Good economics makes for strange company

As you may recall, I showed that the CEA’s employment forecast, wrong as it has been, was simply a prediction of a return to trend and that Paul Krugman’s charges that the CEA has become corrupt are irresponsible and unjustified. (Sadly, Brad Delong has also signed on to these charges.)

I find myself in surprising company. In Salon, the left-leaning James K. Galbraith presents almost the same graph and the same conclusion.

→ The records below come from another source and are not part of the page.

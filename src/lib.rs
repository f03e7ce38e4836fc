//! Handwritten note backup to PDF converter.
//!
//! This library unpacks a note backup archive, reads its note catalog,
//! decodes the pen strokes of every page and redraws them as vector lines,
//! writing one PDF per note into a folder tree that mirrors the catalog.

pub mod archive;
pub mod catalog;
pub mod output;
pub mod pdf_renderer;
pub mod pipeline;
pub mod projection;
pub mod stroke_reader;

pub use archive::{ArchiveError, ExtractedArchive};
pub use catalog::{Catalog, CatalogError, FolderForest, FolderNode, NoteDescriptor};
pub use pdf_renderer::{PageLayout, PdfError, PdfRenderer};
pub use pipeline::{
    convert_archive, convert_directory, Converter, NoteError, NoteReport, Progress, RunError,
    RunSummary,
};
pub use projection::{ProjectedSegment, ProjectedStroke, Projector};
pub use stroke_reader::{PageStore, Stroke, StrokeError, Transform, Vertex};

//! Note catalog reader.
//!
//! The catalog store keeps folders and notes in one `NoteModel` table as an
//! adjacency list (`parentUniqueId`). Folders are loaded into a
//! [`FolderForest`] that lives only while notes are being resolved; each note
//! comes out with its folder path already walked from root to parent.

use rusqlite::{Connection, OpenFlags};
use serde::Deserialize;
use std::collections::{HashMap, HashSet};
use std::path::Path;

const FOLDER_KIND: i64 = 0;
const NOTE_KIND: i64 = 1;

const SELECT_FOLDERS: &str =
    "SELECT uniqueId, title, parentUniqueId FROM NoteModel WHERE type = ?1";
const SELECT_NOTES: &str =
    "SELECT uniqueId, title, pageNameList, parentUniqueId FROM NoteModel WHERE type = ?1";

/// Errors that make the whole catalog unusable.
#[derive(Debug, thiserror::Error)]
pub enum CatalogError {
    #[error("Catalog database error: {0}")]
    Db(#[from] rusqlite::Error),

    #[error("Folder hierarchy contains a cycle through folder {0}")]
    Cycle(String),

    #[error("Parent folder {0} does not exist")]
    DanglingParent(String),

    #[error("Catalog record without an id (kind {kind})")]
    MissingId { kind: i64 },
}

/// Errors decoding a note's page id list.
#[derive(Debug, thiserror::Error)]
pub enum PageListError {
    #[error("page list is missing")]
    Missing,

    #[error("malformed page list: {0}")]
    Json(#[from] serde_json::Error),
}

/// A folder record from the catalog.
#[derive(Debug, Clone, PartialEq)]
pub struct FolderNode {
    pub id: String,
    pub title: String,
    pub parent_id: Option<String>,
}

/// The folder adjacency list, keyed by folder id.
#[derive(Debug, Default)]
pub struct FolderForest {
    folders: HashMap<String, FolderNode>,
}

impl FolderForest {
    /// Builds a forest from folder records. Later duplicates replace earlier ones.
    pub fn new(nodes: impl IntoIterator<Item = FolderNode>) -> Self {
        let folders = nodes
            .into_iter()
            .map(|node| (node.id.clone(), node))
            .collect();
        FolderForest { folders }
    }

    /// Returns the number of folders.
    pub fn len(&self) -> usize {
        self.folders.len()
    }

    /// Returns true when the catalog has no folders.
    pub fn is_empty(&self) -> bool {
        self.folders.is_empty()
    }

    /// Walks parent links from `parent_id` up to a root and returns the folder
    /// titles in root-to-parent order.
    pub fn resolve_path(&self, parent_id: Option<&str>) -> Result<Vec<String>, CatalogError> {
        let mut path = Vec::new();
        let mut visited = HashSet::new();
        let mut current = parent_id.filter(|id| !id.is_empty());

        while let Some(id) = current {
            if !visited.insert(id) {
                return Err(CatalogError::Cycle(id.to_string()));
            }
            let folder = self
                .folders
                .get(id)
                .ok_or_else(|| CatalogError::DanglingParent(id.to_string()))?;
            path.push(folder.title.clone());
            current = folder.parent_id.as_deref().filter(|id| !id.is_empty());
        }

        path.reverse();
        Ok(path)
    }

    /// Resolves every folder once so integrity errors surface before any note
    /// is rendered.
    pub fn validate(&self) -> Result<(), CatalogError> {
        for folder in self.folders.values() {
            self.resolve_path(Some(&folder.id))?;
        }
        Ok(())
    }
}

/// A note ready to be rendered.
#[derive(Debug, Clone, PartialEq)]
pub struct NoteDescriptor {
    pub id: String,
    pub title: String,
    pub page_ids: Vec<String>,
    /// Folder titles from root to immediate parent. Empty for top-level notes.
    pub folder_path: Vec<String>,
}

impl NoteDescriptor {
    /// Returns `folder/.../title` for display.
    pub fn display_path(&self) -> String {
        display_path(&self.folder_path, &self.title)
    }
}

/// A note whose page list could not be decoded.
#[derive(Debug)]
pub struct UnreadableNote {
    pub id: String,
    pub title: String,
    pub folder_path: Vec<String>,
    pub error: PageListError,
}

impl UnreadableNote {
    /// Returns `folder/.../title` for display.
    pub fn display_path(&self) -> String {
        display_path(&self.folder_path, &self.title)
    }
}

/// Notes of a backup, in the catalog's enumeration order.
#[derive(Debug, Default)]
pub struct Catalog {
    pub notes: Vec<Result<NoteDescriptor, UnreadableNote>>,
}

impl Catalog {
    /// Reads the catalog store at `path`.
    pub fn open(path: &Path) -> Result<Self, CatalogError> {
        let conn = Connection::open_with_flags(path, OpenFlags::SQLITE_OPEN_READ_ONLY)?;
        Self::read(&conn)
    }

    /// Reads folders and notes from an open catalog connection.
    pub fn read(conn: &Connection) -> Result<Self, CatalogError> {
        let forest = FolderForest::new(read_folders(conn)?);
        forest.validate()?;

        let mut stmt = conn.prepare(SELECT_NOTES)?;
        let mut rows = stmt.query([NOTE_KIND])?;
        let mut notes = Vec::new();

        while let Some(row) = rows.next()? {
            let id: String = row
                .get::<_, Option<String>>(0)?
                .ok_or(CatalogError::MissingId { kind: NOTE_KIND })?;
            let title: String = row.get::<_, Option<String>>(1)?.unwrap_or_default();
            let page_list: Option<String> = row.get(2)?;
            let parent_id: Option<String> = row.get(3)?;

            let folder_path = forest.resolve_path(parent_id.as_deref())?;
            let note = match decode_page_list(page_list.as_deref()) {
                Ok(page_ids) => Ok(NoteDescriptor {
                    id,
                    title,
                    page_ids,
                    folder_path,
                }),
                Err(error) => {
                    log::warn!("note {} ({}) has an unreadable page list: {}", title, id, error);
                    Err(UnreadableNote {
                        id,
                        title,
                        folder_path,
                        error,
                    })
                }
            };
            notes.push(note);
        }

        log::info!(
            "catalog loaded: {} folders, {} notes",
            forest.len(),
            notes.len()
        );
        Ok(Catalog { notes })
    }

    /// Returns the number of notes, readable or not.
    pub fn len(&self) -> usize {
        self.notes.len()
    }

    /// Returns true when the catalog lists no notes.
    pub fn is_empty(&self) -> bool {
        self.notes.is_empty()
    }

    /// Renders one indented line per note, unreadable notes flagged.
    pub fn tree_summary(&self) -> String {
        self.notes
            .iter()
            .map(|note| match note {
                Ok(note) => format!("    {}\n", note.display_path()),
                Err(note) => format!("    {} (unreadable: {})\n", note.display_path(), note.error),
            })
            .collect()
    }
}

fn read_folders(conn: &Connection) -> Result<Vec<FolderNode>, CatalogError> {
    let mut stmt = conn.prepare(SELECT_FOLDERS)?;
    let mut rows = stmt.query([FOLDER_KIND])?;
    let mut folders = Vec::new();

    while let Some(row) = rows.next()? {
        let id = row
            .get::<_, Option<String>>(0)?
            .ok_or(CatalogError::MissingId { kind: FOLDER_KIND })?;
        folders.push(FolderNode {
            id,
            title: row.get::<_, Option<String>>(1)?.unwrap_or_default(),
            parent_id: row.get(2)?,
        });
    }

    Ok(folders)
}

#[derive(Deserialize)]
struct PageList {
    #[serde(rename = "pageNameList")]
    page_name_list: Vec<String>,
}

/// Decodes the `pageNameList` JSON field into page ids.
pub fn decode_page_list(raw: Option<&str>) -> Result<Vec<String>, PageListError> {
    let raw = raw.ok_or(PageListError::Missing)?;
    let list: PageList = serde_json::from_str(raw)?;
    Ok(list.page_name_list)
}

fn display_path(folder_path: &[String], title: &str) -> String {
    folder_path
        .iter()
        .map(String::as_str)
        .chain(std::iter::once(title))
        .collect::<Vec<_>>()
        .join("/")
}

Was Economic Team Bush getting its job targets, as many suspect, from Karl Rove? Did the professionals turn prostitute, as Krugman charges in no uncertain words?….Our new chart shows that the Bush forecast did not imply unusually rapid job growth for an economic expansion. …the failure of the jobs forecast did not occur because economic recovery forecasts were abnormal. They were not. So far as we can tell, it did not occur because someone cooked the books, under instruction or otherwise.

Shouldn’t DeLong and Krugman be worried when they fall to the left of Galbraith?

See also Econopundit who writes, “every economist who, like me, runs models with new quarterly data giving alternate (and possibly less-optimistic) employment forecasts is owed an apology. I have falsified nothing, but my results have been similar to those shown in the chart. I have reported the numbers that resulted from running a known model openly available to any and all (including Paul Krugman) who are competent to use it.”

Thanks to The Big Picture for the Galbraith link.